(Data extracts begins)

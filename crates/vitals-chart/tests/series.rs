// File: crates/vitals-chart/tests/series.rs
// Purpose: Series construction invariants (filtering, ordering, extents).

use vitals_chart::{Sample, Series};

#[test]
fn drops_non_finite_samples_individually() {
    let s = Series::from_samples(vec![
        (1.0, 10.0),
        (f64::NAN, 11.0),
        (2.0, f64::NEG_INFINITY),
        (f64::INFINITY, 1.0),
        (3.0, 12.0),
    ]);
    assert_eq!(s.samples(), &[Sample::new(1.0, 10.0), Sample::new(3.0, 12.0)]);
}

#[test]
fn sorts_by_time_keeping_ties_in_encounter_order() {
    let s = Series::from_samples(vec![(2.0, 1.0), (1.0, 2.0), (2.0, 3.0), (0.5, 4.0), (2.0, 5.0)]);
    let got: Vec<(f64, f64)> = s.iter().map(|p| (p.time, p.value)).collect();
    assert_eq!(got, vec![(0.5, 4.0), (1.0, 2.0), (2.0, 1.0), (2.0, 3.0), (2.0, 5.0)]);
}

#[test]
fn keeps_sample_at_time_zero() {
    let s = Series::from_samples(vec![(0.0, 1.0), (1.0, 2.0)]);
    assert_eq!(s.len(), 2);
    assert_eq!(s.first(), Some(&Sample::new(0.0, 1.0)));
}

#[test]
fn columns_are_zipped_to_shortest() {
    let s = Series::from_columns(&[3.0, 1.0, 2.0, 9.0], &[30.0, 10.0, 20.0]);
    assert_eq!(s.times().collect::<Vec<_>>(), vec![1.0, 2.0, 3.0]);
    assert_eq!(s.values().collect::<Vec<_>>(), vec![10.0, 20.0, 30.0]);
}

#[test]
fn extents() {
    let s: Series = vec![(5.0, -1.0), (1.0, 4.0), (3.0, 2.0)].into_iter().collect();
    assert_eq!(s.time_extent(), Some((1.0, 5.0)));
    assert_eq!(s.value_extent(), Some((-1.0, 4.0)));

    let empty = Series::new();
    assert!(empty.is_empty());
    assert_eq!(empty.time_extent(), None);
    assert_eq!(empty.value_extent(), None);
}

(Data extracts ends)

Which lines of the records contain "empty"? Show each of them.

    let empty = Series::new();
    assert!(empty.is_empty());
    assert_eq!(empty.time_extent(), None);
    assert_eq!(empty.value_extent(), None);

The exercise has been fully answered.